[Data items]

******************************

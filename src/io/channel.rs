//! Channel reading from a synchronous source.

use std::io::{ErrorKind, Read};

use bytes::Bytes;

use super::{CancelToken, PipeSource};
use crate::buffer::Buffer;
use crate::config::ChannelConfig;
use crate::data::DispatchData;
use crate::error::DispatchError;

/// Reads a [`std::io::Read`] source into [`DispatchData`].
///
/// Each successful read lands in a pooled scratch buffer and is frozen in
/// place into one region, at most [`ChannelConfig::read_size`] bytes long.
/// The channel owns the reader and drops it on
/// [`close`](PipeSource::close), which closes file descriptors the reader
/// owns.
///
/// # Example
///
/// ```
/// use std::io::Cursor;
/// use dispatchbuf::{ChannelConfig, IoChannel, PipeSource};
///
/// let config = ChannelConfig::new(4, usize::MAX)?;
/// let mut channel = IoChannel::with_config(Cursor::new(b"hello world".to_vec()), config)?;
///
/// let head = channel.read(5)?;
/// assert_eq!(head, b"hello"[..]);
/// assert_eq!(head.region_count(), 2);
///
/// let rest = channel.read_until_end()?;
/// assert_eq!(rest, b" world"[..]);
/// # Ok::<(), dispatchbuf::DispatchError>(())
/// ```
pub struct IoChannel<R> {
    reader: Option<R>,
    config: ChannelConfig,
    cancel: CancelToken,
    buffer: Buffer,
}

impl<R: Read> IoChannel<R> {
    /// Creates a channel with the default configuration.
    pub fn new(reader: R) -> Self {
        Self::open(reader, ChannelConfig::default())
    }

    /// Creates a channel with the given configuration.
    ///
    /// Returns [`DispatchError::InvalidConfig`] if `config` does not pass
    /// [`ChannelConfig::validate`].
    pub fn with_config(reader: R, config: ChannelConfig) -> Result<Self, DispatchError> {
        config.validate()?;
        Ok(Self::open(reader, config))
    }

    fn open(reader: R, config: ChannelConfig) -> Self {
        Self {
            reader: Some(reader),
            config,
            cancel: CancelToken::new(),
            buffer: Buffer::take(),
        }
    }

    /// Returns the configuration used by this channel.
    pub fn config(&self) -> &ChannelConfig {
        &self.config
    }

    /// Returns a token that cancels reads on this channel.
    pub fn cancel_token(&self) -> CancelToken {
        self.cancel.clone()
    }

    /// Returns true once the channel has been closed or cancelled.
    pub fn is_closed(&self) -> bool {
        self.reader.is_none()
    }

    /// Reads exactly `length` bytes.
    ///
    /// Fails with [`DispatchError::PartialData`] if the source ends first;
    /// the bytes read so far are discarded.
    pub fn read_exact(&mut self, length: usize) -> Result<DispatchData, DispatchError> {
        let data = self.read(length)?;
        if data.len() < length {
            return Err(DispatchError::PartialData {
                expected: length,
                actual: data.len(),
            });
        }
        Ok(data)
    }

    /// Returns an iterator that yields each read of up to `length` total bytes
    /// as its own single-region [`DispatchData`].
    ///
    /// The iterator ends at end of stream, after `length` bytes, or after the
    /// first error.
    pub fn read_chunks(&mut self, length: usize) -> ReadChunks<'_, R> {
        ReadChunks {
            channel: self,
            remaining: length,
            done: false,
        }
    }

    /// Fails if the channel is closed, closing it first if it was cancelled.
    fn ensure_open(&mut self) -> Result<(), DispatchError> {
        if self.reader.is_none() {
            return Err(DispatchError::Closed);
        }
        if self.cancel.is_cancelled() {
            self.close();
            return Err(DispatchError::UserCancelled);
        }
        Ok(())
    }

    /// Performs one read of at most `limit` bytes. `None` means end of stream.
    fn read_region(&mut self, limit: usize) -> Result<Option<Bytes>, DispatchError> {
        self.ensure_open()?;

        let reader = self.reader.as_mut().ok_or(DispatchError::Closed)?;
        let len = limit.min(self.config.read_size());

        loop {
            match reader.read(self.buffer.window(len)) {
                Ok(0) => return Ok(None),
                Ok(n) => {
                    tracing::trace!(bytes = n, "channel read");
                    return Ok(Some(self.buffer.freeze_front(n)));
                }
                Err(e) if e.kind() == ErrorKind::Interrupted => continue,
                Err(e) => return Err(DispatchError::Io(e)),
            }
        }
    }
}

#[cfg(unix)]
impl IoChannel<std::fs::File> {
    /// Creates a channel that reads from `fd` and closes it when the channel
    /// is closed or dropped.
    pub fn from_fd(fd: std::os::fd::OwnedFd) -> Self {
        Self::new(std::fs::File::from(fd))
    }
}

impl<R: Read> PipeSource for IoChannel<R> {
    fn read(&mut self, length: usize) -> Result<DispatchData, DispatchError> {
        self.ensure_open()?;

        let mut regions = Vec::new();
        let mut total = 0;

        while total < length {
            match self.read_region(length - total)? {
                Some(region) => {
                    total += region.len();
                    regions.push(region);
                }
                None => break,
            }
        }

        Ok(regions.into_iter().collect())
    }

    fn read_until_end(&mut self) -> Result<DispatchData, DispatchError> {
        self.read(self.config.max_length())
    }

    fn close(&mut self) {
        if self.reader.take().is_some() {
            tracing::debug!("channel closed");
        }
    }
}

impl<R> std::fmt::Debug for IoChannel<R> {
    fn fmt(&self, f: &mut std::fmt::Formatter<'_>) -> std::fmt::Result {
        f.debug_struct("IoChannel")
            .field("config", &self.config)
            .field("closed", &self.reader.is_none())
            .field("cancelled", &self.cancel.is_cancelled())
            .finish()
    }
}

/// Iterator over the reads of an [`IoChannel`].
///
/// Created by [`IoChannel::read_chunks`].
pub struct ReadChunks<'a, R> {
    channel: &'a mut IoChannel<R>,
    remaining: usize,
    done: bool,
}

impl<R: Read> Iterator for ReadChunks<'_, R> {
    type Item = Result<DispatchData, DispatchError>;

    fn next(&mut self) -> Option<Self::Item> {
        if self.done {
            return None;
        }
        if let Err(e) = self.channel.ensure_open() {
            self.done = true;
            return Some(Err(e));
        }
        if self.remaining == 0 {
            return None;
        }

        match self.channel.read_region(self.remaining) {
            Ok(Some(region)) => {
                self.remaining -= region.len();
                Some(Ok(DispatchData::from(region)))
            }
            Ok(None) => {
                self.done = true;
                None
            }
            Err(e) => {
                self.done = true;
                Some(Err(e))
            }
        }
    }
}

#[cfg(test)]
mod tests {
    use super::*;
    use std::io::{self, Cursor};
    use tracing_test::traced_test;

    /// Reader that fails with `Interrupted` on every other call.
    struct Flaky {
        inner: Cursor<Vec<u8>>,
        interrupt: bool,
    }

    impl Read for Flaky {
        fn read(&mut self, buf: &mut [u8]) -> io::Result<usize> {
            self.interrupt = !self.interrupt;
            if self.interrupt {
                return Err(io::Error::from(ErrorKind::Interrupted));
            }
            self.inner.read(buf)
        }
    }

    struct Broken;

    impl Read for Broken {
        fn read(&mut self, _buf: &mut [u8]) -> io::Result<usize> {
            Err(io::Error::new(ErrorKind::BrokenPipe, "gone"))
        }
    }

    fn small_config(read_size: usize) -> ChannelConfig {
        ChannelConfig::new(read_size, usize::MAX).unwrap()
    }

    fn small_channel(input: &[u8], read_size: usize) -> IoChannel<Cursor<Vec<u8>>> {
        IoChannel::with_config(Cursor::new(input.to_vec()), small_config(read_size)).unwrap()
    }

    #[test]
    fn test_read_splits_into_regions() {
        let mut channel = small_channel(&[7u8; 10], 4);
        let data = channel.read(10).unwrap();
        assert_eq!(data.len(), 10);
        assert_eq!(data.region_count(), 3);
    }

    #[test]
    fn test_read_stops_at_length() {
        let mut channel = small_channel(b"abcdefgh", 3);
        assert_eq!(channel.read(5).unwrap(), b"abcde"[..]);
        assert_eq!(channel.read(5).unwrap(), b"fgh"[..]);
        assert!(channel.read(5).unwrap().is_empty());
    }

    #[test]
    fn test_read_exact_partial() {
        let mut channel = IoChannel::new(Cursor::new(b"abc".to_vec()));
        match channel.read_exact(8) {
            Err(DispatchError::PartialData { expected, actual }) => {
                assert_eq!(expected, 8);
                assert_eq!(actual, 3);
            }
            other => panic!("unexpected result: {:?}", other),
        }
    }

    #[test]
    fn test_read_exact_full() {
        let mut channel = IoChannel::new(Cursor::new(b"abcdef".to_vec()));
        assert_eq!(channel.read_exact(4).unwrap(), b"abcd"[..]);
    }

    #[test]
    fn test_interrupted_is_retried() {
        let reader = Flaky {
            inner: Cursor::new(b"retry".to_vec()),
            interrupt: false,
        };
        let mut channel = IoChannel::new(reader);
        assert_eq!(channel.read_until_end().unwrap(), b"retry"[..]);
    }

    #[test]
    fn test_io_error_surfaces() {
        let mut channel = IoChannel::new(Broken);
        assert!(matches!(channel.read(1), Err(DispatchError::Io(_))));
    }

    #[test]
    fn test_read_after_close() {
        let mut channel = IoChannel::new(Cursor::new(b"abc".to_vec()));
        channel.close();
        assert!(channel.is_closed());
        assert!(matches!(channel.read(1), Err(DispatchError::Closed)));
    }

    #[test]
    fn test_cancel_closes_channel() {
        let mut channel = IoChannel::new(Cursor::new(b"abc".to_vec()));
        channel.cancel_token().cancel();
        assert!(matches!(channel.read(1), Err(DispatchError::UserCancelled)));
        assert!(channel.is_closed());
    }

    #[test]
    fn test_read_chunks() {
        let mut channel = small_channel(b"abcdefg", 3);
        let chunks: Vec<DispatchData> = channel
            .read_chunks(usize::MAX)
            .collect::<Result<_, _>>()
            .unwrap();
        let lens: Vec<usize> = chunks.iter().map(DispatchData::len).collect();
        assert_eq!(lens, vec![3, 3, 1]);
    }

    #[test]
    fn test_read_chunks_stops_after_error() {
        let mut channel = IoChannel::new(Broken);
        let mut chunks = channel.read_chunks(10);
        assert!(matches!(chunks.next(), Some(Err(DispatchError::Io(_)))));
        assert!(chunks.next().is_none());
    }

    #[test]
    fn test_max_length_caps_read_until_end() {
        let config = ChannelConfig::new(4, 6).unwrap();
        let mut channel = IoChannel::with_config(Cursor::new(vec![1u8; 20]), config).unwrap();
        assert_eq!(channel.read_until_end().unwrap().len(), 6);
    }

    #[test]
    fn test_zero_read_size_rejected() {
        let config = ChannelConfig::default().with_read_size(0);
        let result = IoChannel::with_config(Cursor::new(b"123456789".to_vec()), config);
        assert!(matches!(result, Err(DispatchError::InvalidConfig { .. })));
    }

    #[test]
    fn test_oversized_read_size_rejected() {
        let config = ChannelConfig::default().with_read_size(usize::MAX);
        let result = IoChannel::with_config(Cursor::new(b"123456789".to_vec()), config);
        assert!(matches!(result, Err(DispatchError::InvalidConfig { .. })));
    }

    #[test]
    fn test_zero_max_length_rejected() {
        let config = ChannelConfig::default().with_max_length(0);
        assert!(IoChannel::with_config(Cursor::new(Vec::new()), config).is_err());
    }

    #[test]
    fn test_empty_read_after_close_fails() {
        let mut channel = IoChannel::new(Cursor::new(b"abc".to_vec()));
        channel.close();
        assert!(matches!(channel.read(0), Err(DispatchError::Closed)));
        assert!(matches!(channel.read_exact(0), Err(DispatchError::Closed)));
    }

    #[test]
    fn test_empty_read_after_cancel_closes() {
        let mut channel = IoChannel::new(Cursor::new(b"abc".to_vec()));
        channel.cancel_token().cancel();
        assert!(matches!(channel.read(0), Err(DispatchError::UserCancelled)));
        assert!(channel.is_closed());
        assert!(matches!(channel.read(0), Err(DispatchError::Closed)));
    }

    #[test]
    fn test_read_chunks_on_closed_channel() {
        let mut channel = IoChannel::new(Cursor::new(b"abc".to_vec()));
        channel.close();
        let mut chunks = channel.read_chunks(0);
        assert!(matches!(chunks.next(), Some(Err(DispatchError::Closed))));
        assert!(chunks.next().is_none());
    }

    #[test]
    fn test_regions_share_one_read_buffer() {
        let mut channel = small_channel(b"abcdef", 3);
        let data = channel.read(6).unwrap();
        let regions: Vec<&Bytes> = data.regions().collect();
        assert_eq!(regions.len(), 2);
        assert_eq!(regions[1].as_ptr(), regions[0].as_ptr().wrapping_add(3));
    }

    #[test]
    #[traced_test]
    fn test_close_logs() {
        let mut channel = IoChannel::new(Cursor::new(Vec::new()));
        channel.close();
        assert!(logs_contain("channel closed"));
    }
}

******************************

> **What the task requires**: A single number is the whole answer: how many lines in the entries hold the word "super".

> **Result of the task**: 2